Kurt, could you expand on what you think might be the advantages of a
format such as your example ?
(<?xml version="1.0"
encoding="UTF-8"?>,"foo",5^positiveInteger,<bar><bat/></bar>,<!--
foo -->)
I'm not at all opposed to multiple new serialization formats, although
I'm inclined to think getting *one* more with any decent adoption is a
ambitious goal, let alone 2.
Your example with RNG is interesting, but I don't think its quite a
parallel. With RNG the non-xml form is intended to be authored by
humans, with a design goal of simple human editable representations.
In this case, so far none of the design goals (or use cases) I've come
up with yet involve humans authoring the data.
In your example, what is the design intention for a non-xml format ?
In my mind, there is one example where non-xml format for sequences
would be very useful but I'm not satisfied with how it would actually
work in practice.
that is, I believe the most common actual production of XDM data
happens to be either plain text, or a single XML item (element,
document).
In both of those cases it would be really nice if the serialization
happened to be the 'standard' serialization for those without any kind
of wrapping at all,
(no ( ) or no <xdm:wrapper> .. etc)
That way if you just happened to produce a single XDM Item of type
element or text there'd be no extra baggage.
I think that would be really cool. But the only way I've thought of
to achieve that is to use a sequence delimited format with no start and
end markers.
My opinion is that if I'm going to have to parse "(" and "," I'd rather
be parsing "<wrapper> ... </wrapper>" at least I wouldn't
have to write a new (if even simple) parser and can simply read it as
XML. For example I would like to provide a 'sample implementation' of
the serialize and parser written in pure XQuery as an additional way of
describing the format besides prose.
But perhaps your thinking of a use case or design goal I have neglected.
David A. Lee
dlee@calldei.com
http://www.calldei.com
http://www.xmlsh.org
812-482-5224
Kurt Cagle wrote:
6fa681b10909201617h657b33bdk109e6b542e34be4a@mail.gmail.com"
type="cite">I'm not unaware of most of the implications of this
format, but I still think it's one that's worth thinking on.
For purposes of discussion, suppose that you arbitrarily split sequence
serialization from single-item serialization into non-XML formats
because I believe they are actually qualitatively different problems.
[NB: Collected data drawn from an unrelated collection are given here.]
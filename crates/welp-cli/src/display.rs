//! Plain-text rendering of the headless map and list.

use rust_decimal::Decimal;
use welp_search::{MarkerKind, MemorySurface, RecentSearches, ResultSet, ViewSynchronizer};

fn money(amount: Decimal) -> String {
    format!("${:.2}", amount.round_dp(2))
}

/// The result list, the map state and any open popup.
pub(crate) fn render_results(results: &ResultSet, view: &ViewSynchronizer<MemorySurface>) -> String {
    let surface = view.surface();
    if surface.no_results_shown() {
        return "No restaurants found within your budget.\n".to_string();
    }

    let mut lines = Vec::new();
    for (index, result) in results.iter().enumerate() {
        lines.push(format!("{:>2}. {}", index + 1, result.name));
        lines.push(format!("    {}", result.address));
        lines.push(format!(
            "    {} per person, rating {}",
            money(result.cost_for_one()),
            result.rating.as_deref().unwrap_or("n/a")
        ));
    }

    if let Some(me) = surface
        .markers()
        .find(|marker| marker.kind == MarkerKind::UserPosition)
    {
        lines.push(format!("You are at {}", me.position));
    }
    if let (Some(center), Some(zoom)) = (surface.center(), surface.zoom()) {
        lines.push(format!("Map centered on {center} at zoom {zoom}"));
    }
    for popup in surface.open_popups() {
        lines.push(format!(
            "[{}] {} (rating {})",
            popup.title,
            popup.description,
            popup.rating.as_deref().unwrap_or("n/a")
        ));
    }

    let mut out = lines.join("\n");
    out.push('\n');
    out
}

pub(crate) fn render_recent(recent: &RecentSearches) -> String {
    if recent.is_empty() {
        return "No recent searches.\n".to_string();
    }
    recent
        .labels()
        .iter()
        .enumerate()
        .map(|(index, label)| format!("{:>2}. {label}\n", index + 1))
        .collect()
}

#[cfg(test)]
mod tests {
    use welp_core::{Coordinate, FilteredResult};
    use welp_search::ViewEvent;

    use super::*;

    fn results() -> ResultSet {
        vec![
            FilteredResult {
                name: "Taco Stand".to_string(),
                address: "1 Main St".to_string(),
                coordinate: Coordinate::new(30.1, -97.1),
                average_cost_for_two: Decimal::from(15),
                rating: Some("4.2".to_string()),
            },
            FilteredResult {
                name: "Noodle Bar".to_string(),
                address: "2 Oak Ave".to_string(),
                coordinate: Coordinate::new(30.2, -97.2),
                average_cost_for_two: Decimal::from(20),
                rating: None,
            },
        ]
        .into()
    }

    #[test]
    fn lists_results_with_cost_for_one() {
        let results = results();
        let mut view = ViewSynchronizer::new(MemorySurface::default());
        view.render(&results, None);

        let text = render_results(&results, &view);

        assert!(text.contains(" 1. Taco Stand"));
        assert!(text.contains("$7.50 per person, rating 4.2"));
        assert!(text.contains(" 2. Noodle Bar"));
        assert!(text.contains("$10.00 per person, rating n/a"));
        assert!(text.contains("Map centered on 30.10000,-97.10000 at zoom 11.5"));
        assert!(!text.contains("You are at"));
    }

    #[test]
    fn shows_user_position_and_open_popup() {
        let results = results();
        let mut view = ViewSynchronizer::new(MemorySurface::default());
        view.render(&results, Some(Coordinate::new(30.5, -97.5)));
        view.handle(ViewEvent::RowClick(1)).unwrap();

        let text = render_results(&results, &view);

        assert!(text.contains("You are at 30.50000,-97.50000"));
        assert!(text.contains("[Noodle Bar] 2 Oak Ave (rating n/a)"));
    }

    #[test]
    fn empty_results_print_message() {
        let mut view = ViewSynchronizer::new(MemorySurface::default());
        view.render(&ResultSet::empty(), None);
        assert_eq!(
            render_results(&ResultSet::empty(), &view),
            "No restaurants found within your budget.\n"
        );
    }

    #[test]
    fn empty_history_prints_message() {
        assert_eq!(render_recent(&RecentSearches::new()), "No recent searches.\n");
    }
}
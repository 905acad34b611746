//! HTTP client for the place directory REST API.
//!
//! Wraps `reqwest` with API key management, transient-error retry, and typed
//! response deserialization. Every endpoint checks for the directory's
//! `{"code": .., "message": ..}` error envelope and surfaces it as
//! [`DirectoryError::ApiError`].

use std::time::Duration;

use reqwest::{Client, Url};
use welp_core::{Coordinate, RestaurantCandidate};

use crate::error::DirectoryError;
use crate::normalize::normalize_restaurant;
use crate::retry::RetryPolicy;
use crate::types::{CitiesResponse, CityId, RestaurantItem, SearchResponse};

const DEFAULT_BASE_URL: &str = "https://developers.zomato.com/api/v2.1/";

/// Largest page the directory returns for one search call.
pub const PAGE_SIZE: usize = 20;

/// Client for the place directory.
///
/// Use [`DirectoryClient::new`] for production or
/// [`DirectoryClient::with_base_url`] to point at a mock server in tests.
pub struct DirectoryClient {
    client: Client,
    api_key: String,
    base_url: Url,
    retry: RetryPolicy,
}

impl DirectoryClient {
    /// Creates a new client pointed at the production directory.
    ///
    /// # Errors
    ///
    /// Returns [`DirectoryError::Http`] if the underlying `reqwest::Client`
    /// cannot be constructed.
    pub fn new(api_key: &str, timeout_secs: u64) -> Result<Self, DirectoryError> {
        Self::with_base_url(api_key, timeout_secs, DEFAULT_BASE_URL)
    }

    /// Creates a new client with a custom base URL (for testing with wiremock).
    ///
    /// # Errors
    ///
    /// Returns [`DirectoryError::Http`] if the underlying `reqwest::Client`
    /// cannot be constructed, or [`DirectoryError::InvalidBaseUrl`] if
    /// `base_url` does not parse.
    pub fn with_base_url(
        api_key: &str,
        timeout_secs: u64,
        base_url: &str,
    ) -> Result<Self, DirectoryError> {
        let client = Client::builder()
            .timeout(Duration::from_secs(timeout_secs))
            .connect_timeout(Duration::from_secs(10))
            .user_agent("welp/0.1 (restaurant-search)")
            .build()?;

        // A trailing slash keeps `Url::join` appending endpoint names instead
        // of replacing the last path segment.
        let normalised = format!("{}/", base_url.trim_end_matches('/'));
        let base_url = Url::parse(&normalised).map_err(|e| DirectoryError::InvalidBaseUrl {
            url: base_url.to_string(),
            reason: e.to_string(),
        })?;

        Ok(Self {
            client,
            api_key: api_key.to_owned(),
            base_url,
            retry: RetryPolicy::NONE,
        })
    }

    /// Retries transient failures according to `policy`.
    #[must_use]
    pub fn with_retry(mut self, policy: RetryPolicy) -> Self {
        self.retry = policy;
        self
    }

    /// Looks up the directory's identifier for a city name.
    ///
    /// Returns `None` when the directory has no suggestion for the name.
    ///
    /// # Errors
    ///
    /// - [`DirectoryError::ApiError`] on a non-2xx status or the error envelope.
    /// - [`DirectoryError::Http`] on network failure.
    /// - [`DirectoryError::Deserialize`] if the response shape is unexpected.
    pub async fn find_city(&self, name: &str) -> Result<Option<CityId>, DirectoryError> {
        let url = self.build_url("cities", &[("q", name)])?;
        let body = self.request_json(&url).await?;
        Self::check_api_error(&body)?;

        let response: CitiesResponse =
            serde_json::from_value(body).map_err(|e| DirectoryError::Deserialize {
                context: format!("cities(q={name})"),
                source: e,
            })?;

        let id = response
            .location_suggestions
            .first()
            .and_then(|s| s.id)
            .map(CityId);
        tracing::debug!(city = name, id = ?id, "directory city lookup");
        Ok(id)
    }

    /// Searches for restaurants around a coordinate, cheapest first.
    ///
    /// # Errors
    ///
    /// - [`DirectoryError::ApiError`] on a non-2xx status or the error envelope.
    /// - [`DirectoryError::Http`] on network failure.
    /// - [`DirectoryError::Deserialize`] if the response shape is unexpected.
    pub async fn search_near(
        &self,
        at: Coordinate,
    ) -> Result<Vec<RestaurantCandidate>, DirectoryError> {
        let lat = at.latitude().to_string();
        let lon = at.longitude().to_string();
        let count = PAGE_SIZE.to_string();
        let url = self.build_url(
            "search",
            &[
                ("lat", &lat),
                ("lon", &lon),
                ("sort", "cost"),
                ("order", "asc"),
                ("count", &count),
            ],
        )?;
        self.search(&url, &format!("search(lat={lat}, lon={lon})"))
            .await
    }

    /// Searches a whole city by its directory identifier, cheapest first.
    ///
    /// # Errors
    ///
    /// - [`DirectoryError::ApiError`] on a non-2xx status or the error envelope.
    /// - [`DirectoryError::Http`] on network failure.
    /// - [`DirectoryError::Deserialize`] if the response shape is unexpected.
    pub async fn search_city(
        &self,
        city: CityId,
    ) -> Result<Vec<RestaurantCandidate>, DirectoryError> {
        let id = city.to_string();
        let count = PAGE_SIZE.to_string();
        let url = self.build_url(
            "search",
            &[
                ("entity_type", "city"),
                ("entity_id", &id),
                ("sort", "cost"),
                ("order", "asc"),
                ("count", &count),
            ],
        )?;
        self.search(&url, &format!("search(entity_id={id})")).await
    }

    async fn search(
        &self,
        url: &Url,
        context: &str,
    ) -> Result<Vec<RestaurantCandidate>, DirectoryError> {
        let body = self.request_json(url).await?;
        Self::check_api_error(&body)?;

        let response: SearchResponse =
            serde_json::from_value(body).map_err(|e| DirectoryError::Deserialize {
                context: context.to_string(),
                source: e,
            })?;

        let candidates: Vec<RestaurantCandidate> = response
            .restaurants
            .into_iter()
            .enumerate()
            .filter_map(|(index, item)| {
                serde_json::from_value::<RestaurantItem>(item)
                    .map_err(|e| {
                        tracing::warn!(index, error = %e, "{context}: skipping malformed restaurant");
                    })
                    .ok()
            })
            .map(|item| normalize_restaurant(&item.restaurant))
            .collect();

        tracing::debug!(
            results_found = ?response.results_found,
            returned = candidates.len(),
            "{context}: directory search complete"
        );
        Ok(candidates)
    }

    /// Builds the full request URL with percent-encoded query parameters.
    fn build_url(&self, endpoint: &str, params: &[(&str, &str)]) -> Result<Url, DirectoryError> {
        let mut url = self
            .base_url
            .join(endpoint)
            .map_err(|e| DirectoryError::InvalidBaseUrl {
                url: self.base_url.to_string(),
                reason: e.to_string(),
            })?;
        {
            let mut pairs = url.query_pairs_mut();
            pairs.append_pair("apikey", &self.api_key);
            for (k, v) in params {
                pairs.append_pair(k, v);
            }
        }
        Ok(url)
    }

    /// Sends a GET request, retrying failures that
    /// [`DirectoryError::is_transient`] accepts.
    async fn request_json(&self, url: &Url) -> Result<serde_json::Value, DirectoryError> {
        let mut retry = 0;
        loop {
            match self.fetch_once(url).await {
                Err(err) if err.is_transient() && retry < self.retry.max_retries() => {
                    retry += 1;
                    let delay = self.retry.delay(retry);
                    tracing::warn!(
                        retry,
                        max_retries = self.retry.max_retries(),
                        delay_ms = u64::try_from(delay.as_millis()).unwrap_or(u64::MAX),
                        error = %err,
                        "directory request failed, retrying"
                    );
                    tokio::time::sleep(delay).await;
                }
                outcome => return outcome,
            }
        }
    }

    /// Sends one GET request and parses the body as JSON.
    ///
    /// Non-2xx responses become [`DirectoryError::ApiError`] carrying the
    /// status code and, when the body is the directory's error envelope, its
    /// message.
    async fn fetch_once(&self, url: &Url) -> Result<serde_json::Value, DirectoryError> {
        let response = self.client.get(url.clone()).send().await?;
        let status = response.status();
        let body = response.text().await?;

        if !status.is_success() {
            let message = serde_json::from_str::<serde_json::Value>(&body)
                .ok()
                .and_then(|json| {
                    json.get("message")
                        .and_then(serde_json::Value::as_str)
                        .map(str::to_string)
                })
                .unwrap_or_else(|| status.canonical_reason().unwrap_or("error").to_string());
            return Err(DirectoryError::ApiError {
                code: i64::from(status.as_u16()),
                message,
            });
        }

        serde_json::from_str(&body).map_err(|e| DirectoryError::Deserialize {
            context: redact_key(url),
            source: e,
        })
    }

    /// Checks for the `{"code": n, "status": .., "message": ..}` error envelope.
    fn check_api_error(body: &serde_json::Value) -> Result<(), DirectoryError> {
        let code = body.get("code").and_then(serde_json::Value::as_i64);
        let message = body.get("message").and_then(serde_json::Value::as_str);
        if let (Some(code), Some(message)) = (code, message) {
            if code >= 400 {
                return Err(DirectoryError::ApiError {
                    code,
                    message: message.to_string(),
                });
            }
        }
        Ok(())
    }
}

/// Strips the API key from a URL before it lands in an error message or log.
fn redact_key(url: &Url) -> String {
    let mut redacted = url.clone();
    let pairs: Vec<(String, String)> = url
        .query_pairs()
        .map(|(k, v)| {
            let v = if k == "apikey" { "[redacted]".into() } else { v };
            (k.into_owned(), v.into_owned())
        })
        .collect();
    redacted.query_pairs_mut().clear().extend_pairs(pairs);
    redacted.to_string()
}

#[cfg(test)]
#[path = "client_test.rs"]
mod tests;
Referring only to the sequence serialization side of the problem here,
I think the question is whether XML sequence serialization and parsing
has to in fact be consumable by an XML parser. As I see it, you either
end up specifying some arbitrary set of privileged xml sequence tags:
<?xml version="1.0" encoding="UTF-8"?>
<xml:sequence xmlns:xs="http://www.w3.org/2001/XMLSchema">
<xml:item value="foo" type="xs:string"/>
<xml:item value="5" type="xs:positiveInteger"/>
<xml:item
type="document"><bar><bat/></bar></xml:item>
<xml:item type="comment">foo</xml:item>
</xml:sequence>
or you work with a direct serialization as described earlier, possibly
with RDF encodings for type:
(<?xml version="1.0"
encoding="UTF-8"?>,"foo",5^positiveInteger,<bar><bat/></bar>,<!--
foo -->)
Non-native-xml items, such as binary classes invoked through extensions
in XQuery or XSLT, would be a more complex proposition, but otherwise I
don't really see where you'd have that much trouble with the notation.
It would require a modification of any XDM aware application to handle
the latter, but I don't necessarily see that as being that major an
issue at this stage.
I could see this approach mirroring the approach that RNG utilizes -
providing two equivalent representations, one in XML, the other as a
compact notation. The serializer in this case would work the way it
always does - you would describe the sequence serialization method and
possibly content type, and make a distinction between xsx - xml
serialization - and xsc - compact notion serialization.
Kurt Cagle
Managing Editor
http://xmlToday.org
On Sun, Sep 20, 2009 at 2:29 PM, Michael Kay
<mike@saxonica.com> wrote:
I'm going to ask what may be an obvious question, but
wouldn't it make sense for a serialization of a sequence to correspond
on the output to the serialization on the input? That is to say, if you
had a structure:
("foo",5,<bar><bat/></bar>,<!-- foo -->)
The main
disadvantage of such a format is that it uses non-XML markup
(parentheses and commas) which makes it difficult to parse using tools
that are specialized to handling XML markup, for example XSLT and
XQuery.
Also, it
doesn't solve the problem of retaining type annotations, for example
the difference between the integer 5 and the positiveInteger 5.